Look through the listing below, and wherever a line has the string "entry", pull it out.

**EXCERPTED RECORDS**
=== Begin Enclosure ===

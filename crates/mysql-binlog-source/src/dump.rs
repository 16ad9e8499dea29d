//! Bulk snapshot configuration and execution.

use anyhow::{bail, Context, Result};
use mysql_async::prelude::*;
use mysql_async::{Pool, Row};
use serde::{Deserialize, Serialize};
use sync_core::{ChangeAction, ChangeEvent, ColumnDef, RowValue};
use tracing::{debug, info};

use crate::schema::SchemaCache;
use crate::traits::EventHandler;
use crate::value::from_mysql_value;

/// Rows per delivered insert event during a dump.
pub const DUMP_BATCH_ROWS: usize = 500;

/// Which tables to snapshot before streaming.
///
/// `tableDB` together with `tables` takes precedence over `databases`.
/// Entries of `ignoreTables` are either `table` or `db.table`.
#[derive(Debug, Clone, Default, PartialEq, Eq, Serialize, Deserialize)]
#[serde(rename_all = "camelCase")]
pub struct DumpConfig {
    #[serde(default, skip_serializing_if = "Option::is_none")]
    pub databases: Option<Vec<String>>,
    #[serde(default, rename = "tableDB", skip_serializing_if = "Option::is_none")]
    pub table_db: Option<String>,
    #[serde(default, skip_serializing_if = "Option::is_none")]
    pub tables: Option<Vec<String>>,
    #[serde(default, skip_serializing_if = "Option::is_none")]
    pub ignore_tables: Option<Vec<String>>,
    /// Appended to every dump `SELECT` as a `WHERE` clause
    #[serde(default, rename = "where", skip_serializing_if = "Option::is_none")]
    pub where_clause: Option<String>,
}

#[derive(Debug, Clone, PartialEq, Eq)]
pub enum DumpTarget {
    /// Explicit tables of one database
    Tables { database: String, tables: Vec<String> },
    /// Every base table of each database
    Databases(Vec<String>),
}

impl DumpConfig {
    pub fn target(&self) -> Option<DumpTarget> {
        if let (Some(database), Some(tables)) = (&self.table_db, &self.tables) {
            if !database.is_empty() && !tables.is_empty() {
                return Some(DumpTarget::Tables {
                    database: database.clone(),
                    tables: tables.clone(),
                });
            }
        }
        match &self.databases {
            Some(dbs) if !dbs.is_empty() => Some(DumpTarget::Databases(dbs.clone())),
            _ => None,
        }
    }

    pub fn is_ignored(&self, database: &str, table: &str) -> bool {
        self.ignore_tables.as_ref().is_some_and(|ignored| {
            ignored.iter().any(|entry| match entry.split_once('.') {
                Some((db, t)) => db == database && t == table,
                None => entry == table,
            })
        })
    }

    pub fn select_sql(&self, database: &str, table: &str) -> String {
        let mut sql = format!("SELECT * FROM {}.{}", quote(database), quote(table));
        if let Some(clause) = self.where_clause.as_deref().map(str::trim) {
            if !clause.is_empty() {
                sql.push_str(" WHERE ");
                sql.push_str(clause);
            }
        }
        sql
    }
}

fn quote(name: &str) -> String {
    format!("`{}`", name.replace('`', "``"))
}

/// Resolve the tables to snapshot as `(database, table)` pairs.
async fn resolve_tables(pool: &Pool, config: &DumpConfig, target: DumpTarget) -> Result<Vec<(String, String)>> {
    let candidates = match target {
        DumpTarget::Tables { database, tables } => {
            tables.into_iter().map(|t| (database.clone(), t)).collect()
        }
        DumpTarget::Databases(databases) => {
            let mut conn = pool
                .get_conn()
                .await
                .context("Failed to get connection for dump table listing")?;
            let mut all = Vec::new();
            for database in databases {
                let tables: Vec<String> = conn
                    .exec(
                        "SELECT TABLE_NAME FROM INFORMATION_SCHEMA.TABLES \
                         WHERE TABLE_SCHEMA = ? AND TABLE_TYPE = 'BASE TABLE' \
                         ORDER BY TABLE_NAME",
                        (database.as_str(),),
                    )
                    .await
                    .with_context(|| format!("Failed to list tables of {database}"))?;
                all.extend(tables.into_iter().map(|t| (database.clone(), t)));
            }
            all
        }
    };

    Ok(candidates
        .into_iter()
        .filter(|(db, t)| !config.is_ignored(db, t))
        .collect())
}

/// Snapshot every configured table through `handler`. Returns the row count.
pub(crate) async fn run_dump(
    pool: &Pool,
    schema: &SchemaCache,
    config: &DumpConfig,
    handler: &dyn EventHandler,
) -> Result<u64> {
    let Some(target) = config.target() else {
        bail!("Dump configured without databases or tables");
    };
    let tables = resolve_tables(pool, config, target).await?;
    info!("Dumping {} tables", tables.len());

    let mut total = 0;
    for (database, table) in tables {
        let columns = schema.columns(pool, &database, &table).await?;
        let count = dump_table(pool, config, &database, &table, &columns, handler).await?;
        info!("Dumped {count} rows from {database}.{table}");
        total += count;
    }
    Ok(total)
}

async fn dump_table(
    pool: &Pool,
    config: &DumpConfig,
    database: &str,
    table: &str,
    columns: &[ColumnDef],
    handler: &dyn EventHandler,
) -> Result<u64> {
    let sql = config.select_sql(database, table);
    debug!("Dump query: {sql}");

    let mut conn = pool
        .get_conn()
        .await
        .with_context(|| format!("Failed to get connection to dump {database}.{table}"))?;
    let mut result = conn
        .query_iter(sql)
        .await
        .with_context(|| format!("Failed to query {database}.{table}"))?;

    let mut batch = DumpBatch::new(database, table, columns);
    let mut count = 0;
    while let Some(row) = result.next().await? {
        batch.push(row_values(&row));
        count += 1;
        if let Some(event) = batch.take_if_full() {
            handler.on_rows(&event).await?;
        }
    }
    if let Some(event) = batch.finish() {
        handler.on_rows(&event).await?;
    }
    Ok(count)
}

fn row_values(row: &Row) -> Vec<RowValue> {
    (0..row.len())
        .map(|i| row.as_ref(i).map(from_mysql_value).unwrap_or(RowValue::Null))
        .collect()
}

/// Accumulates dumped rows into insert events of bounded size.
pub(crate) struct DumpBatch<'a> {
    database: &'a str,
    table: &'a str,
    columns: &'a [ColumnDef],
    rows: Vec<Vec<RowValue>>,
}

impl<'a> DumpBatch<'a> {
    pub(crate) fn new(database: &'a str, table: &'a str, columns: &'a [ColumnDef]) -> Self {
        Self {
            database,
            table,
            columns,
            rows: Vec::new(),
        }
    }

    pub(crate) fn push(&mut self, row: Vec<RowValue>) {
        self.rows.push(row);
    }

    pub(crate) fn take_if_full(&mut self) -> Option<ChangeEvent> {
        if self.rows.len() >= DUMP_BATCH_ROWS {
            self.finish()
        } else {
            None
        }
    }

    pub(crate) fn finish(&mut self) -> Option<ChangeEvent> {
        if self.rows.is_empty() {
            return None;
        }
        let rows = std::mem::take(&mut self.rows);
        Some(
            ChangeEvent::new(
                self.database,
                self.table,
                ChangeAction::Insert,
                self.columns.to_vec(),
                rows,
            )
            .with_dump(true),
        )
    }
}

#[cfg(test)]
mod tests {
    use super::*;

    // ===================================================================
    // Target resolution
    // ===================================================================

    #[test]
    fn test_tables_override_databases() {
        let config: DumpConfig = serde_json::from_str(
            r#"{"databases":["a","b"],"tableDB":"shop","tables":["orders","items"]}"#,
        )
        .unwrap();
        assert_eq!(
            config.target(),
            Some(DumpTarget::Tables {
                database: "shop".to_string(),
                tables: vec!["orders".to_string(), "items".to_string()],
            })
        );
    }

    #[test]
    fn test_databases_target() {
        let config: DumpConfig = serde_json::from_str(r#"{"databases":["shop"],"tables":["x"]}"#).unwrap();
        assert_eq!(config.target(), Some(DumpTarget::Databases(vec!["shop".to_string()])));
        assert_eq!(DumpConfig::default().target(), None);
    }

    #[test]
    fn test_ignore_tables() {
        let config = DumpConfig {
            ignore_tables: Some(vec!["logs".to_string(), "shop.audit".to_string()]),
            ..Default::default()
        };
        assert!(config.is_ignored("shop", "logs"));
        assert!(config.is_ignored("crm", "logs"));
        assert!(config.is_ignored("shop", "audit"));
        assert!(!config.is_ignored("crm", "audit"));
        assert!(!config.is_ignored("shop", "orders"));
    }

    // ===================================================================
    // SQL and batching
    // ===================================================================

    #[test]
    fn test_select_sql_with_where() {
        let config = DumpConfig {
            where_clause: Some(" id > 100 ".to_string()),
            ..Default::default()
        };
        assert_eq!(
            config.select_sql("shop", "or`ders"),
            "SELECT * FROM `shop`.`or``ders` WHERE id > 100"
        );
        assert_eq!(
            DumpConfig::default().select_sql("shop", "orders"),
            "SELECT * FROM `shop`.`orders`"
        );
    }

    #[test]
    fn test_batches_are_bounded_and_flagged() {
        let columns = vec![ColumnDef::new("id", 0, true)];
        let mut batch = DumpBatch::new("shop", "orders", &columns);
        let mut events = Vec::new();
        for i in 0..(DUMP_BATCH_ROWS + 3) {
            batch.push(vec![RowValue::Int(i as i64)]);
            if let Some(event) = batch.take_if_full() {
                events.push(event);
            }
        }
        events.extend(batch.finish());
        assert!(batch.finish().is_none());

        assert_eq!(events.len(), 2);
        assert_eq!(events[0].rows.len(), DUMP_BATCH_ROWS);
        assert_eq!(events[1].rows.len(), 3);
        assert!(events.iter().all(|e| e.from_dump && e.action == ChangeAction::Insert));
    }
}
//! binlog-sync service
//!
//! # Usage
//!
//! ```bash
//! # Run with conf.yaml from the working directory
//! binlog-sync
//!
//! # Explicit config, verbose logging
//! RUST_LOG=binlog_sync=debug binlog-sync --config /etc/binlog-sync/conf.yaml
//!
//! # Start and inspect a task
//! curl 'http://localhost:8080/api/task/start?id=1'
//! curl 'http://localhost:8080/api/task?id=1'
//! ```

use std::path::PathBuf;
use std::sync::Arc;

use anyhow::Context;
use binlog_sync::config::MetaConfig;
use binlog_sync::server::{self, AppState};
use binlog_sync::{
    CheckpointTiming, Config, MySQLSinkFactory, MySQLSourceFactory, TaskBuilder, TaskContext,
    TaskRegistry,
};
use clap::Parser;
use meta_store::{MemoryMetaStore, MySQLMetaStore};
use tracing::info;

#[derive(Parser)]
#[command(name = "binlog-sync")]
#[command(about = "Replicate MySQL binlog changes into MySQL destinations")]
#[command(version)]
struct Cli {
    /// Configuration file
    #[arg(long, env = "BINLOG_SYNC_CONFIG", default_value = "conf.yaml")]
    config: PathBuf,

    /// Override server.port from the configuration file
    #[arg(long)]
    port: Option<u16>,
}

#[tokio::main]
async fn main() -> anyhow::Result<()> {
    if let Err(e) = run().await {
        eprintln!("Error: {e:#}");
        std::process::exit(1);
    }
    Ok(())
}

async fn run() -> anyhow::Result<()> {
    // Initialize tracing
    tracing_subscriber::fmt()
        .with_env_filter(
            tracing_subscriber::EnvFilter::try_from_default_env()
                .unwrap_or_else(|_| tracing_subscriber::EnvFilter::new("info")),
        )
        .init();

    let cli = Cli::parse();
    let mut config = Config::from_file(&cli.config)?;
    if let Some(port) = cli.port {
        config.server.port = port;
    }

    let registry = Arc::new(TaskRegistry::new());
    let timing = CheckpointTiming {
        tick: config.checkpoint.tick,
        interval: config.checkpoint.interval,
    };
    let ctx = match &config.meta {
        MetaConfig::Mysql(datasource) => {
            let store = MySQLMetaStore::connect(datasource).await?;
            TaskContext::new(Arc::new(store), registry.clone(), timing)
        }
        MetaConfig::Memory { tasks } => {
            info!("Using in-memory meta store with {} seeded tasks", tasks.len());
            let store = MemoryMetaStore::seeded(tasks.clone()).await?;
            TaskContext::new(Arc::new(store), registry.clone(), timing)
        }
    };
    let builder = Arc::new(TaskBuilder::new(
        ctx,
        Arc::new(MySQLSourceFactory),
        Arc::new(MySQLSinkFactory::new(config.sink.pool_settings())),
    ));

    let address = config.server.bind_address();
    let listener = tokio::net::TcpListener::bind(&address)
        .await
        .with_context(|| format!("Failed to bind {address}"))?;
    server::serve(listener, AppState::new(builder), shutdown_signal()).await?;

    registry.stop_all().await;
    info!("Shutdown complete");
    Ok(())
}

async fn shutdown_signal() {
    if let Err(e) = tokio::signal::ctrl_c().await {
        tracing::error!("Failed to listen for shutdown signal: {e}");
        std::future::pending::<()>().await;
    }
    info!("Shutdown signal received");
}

=== End Enclosure ===
=== Begin Enclosure ===

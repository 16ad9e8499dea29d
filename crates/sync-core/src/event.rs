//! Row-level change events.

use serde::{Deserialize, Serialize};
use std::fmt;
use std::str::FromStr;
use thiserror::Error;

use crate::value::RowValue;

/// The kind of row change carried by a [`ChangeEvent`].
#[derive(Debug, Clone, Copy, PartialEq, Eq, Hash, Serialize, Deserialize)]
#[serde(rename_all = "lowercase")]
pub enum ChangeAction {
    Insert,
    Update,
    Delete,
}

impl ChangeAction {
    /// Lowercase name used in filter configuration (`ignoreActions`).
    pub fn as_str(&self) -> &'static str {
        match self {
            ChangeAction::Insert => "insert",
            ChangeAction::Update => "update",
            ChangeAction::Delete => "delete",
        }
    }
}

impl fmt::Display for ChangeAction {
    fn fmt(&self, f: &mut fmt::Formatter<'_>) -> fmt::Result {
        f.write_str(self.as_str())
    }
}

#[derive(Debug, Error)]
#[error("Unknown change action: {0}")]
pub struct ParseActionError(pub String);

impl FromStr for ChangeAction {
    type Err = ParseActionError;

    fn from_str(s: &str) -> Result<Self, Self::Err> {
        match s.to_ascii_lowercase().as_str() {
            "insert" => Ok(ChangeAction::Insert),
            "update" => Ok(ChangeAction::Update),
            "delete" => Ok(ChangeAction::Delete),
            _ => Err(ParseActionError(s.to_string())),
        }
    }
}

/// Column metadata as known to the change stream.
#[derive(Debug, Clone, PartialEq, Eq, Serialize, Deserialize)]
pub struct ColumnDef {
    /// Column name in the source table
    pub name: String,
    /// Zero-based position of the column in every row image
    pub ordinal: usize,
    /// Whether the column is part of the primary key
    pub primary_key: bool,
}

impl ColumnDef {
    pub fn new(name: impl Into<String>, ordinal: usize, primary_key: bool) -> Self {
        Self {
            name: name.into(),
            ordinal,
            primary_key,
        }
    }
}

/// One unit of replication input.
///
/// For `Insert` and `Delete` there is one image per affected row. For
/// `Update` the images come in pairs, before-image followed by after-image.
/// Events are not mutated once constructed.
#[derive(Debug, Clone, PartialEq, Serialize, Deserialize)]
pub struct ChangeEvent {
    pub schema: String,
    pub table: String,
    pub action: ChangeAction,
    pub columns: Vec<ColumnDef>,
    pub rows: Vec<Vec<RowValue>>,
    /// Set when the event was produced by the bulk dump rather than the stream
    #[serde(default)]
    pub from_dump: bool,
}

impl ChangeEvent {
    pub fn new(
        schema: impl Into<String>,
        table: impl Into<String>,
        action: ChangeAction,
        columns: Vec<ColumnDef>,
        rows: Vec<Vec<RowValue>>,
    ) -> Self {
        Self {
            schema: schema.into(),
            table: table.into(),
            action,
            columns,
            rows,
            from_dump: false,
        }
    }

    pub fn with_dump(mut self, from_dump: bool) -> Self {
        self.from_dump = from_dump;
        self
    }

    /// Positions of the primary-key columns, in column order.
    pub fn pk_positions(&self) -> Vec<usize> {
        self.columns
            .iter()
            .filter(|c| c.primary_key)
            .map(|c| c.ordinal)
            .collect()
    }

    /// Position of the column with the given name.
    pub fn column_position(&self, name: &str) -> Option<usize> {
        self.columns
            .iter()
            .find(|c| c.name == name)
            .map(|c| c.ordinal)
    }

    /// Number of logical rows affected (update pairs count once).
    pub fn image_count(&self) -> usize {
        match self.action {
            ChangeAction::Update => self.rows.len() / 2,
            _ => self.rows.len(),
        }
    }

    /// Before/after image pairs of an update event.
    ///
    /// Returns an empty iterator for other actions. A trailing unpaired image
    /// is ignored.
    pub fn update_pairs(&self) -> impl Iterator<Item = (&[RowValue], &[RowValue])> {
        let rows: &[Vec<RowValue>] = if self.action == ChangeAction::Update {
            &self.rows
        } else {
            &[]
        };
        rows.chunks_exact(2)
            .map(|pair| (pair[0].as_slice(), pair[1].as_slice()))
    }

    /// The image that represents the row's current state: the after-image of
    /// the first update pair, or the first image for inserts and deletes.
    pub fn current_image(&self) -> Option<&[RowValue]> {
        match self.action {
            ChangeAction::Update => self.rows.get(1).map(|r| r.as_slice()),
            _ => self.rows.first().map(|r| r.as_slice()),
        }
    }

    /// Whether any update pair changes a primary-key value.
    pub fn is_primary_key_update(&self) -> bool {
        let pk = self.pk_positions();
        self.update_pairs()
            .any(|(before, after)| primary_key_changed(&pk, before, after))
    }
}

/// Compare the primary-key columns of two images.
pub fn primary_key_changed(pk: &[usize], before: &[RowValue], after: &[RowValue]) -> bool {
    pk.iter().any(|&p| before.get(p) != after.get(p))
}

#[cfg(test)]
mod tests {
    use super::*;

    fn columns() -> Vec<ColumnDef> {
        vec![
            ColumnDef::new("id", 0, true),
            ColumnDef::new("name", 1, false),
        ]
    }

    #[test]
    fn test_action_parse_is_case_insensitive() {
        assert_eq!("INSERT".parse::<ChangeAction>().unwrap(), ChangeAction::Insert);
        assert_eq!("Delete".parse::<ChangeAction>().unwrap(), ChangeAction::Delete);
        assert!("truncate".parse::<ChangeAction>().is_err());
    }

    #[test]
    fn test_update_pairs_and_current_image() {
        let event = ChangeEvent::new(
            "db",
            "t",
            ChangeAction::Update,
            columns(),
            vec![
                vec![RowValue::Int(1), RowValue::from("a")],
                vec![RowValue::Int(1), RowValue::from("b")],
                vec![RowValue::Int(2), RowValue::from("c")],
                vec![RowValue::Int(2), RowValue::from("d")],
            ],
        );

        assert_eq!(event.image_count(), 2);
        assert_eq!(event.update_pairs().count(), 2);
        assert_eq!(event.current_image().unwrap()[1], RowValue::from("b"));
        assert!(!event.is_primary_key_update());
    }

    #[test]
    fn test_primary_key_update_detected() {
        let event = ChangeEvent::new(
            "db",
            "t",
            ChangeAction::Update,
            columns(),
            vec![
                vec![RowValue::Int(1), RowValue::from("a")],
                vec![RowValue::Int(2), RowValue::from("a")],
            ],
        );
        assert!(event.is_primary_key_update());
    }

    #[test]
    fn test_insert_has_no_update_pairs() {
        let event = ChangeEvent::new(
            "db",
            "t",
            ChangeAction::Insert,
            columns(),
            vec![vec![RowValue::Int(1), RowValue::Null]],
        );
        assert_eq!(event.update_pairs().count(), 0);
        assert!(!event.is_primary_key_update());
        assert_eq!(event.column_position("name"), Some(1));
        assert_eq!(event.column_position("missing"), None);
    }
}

=== End Enclosure ===

**REPLY TO THE TASK**
            ignored.iter().any(|entry| match entry.split_once('.') {
                None => entry == table,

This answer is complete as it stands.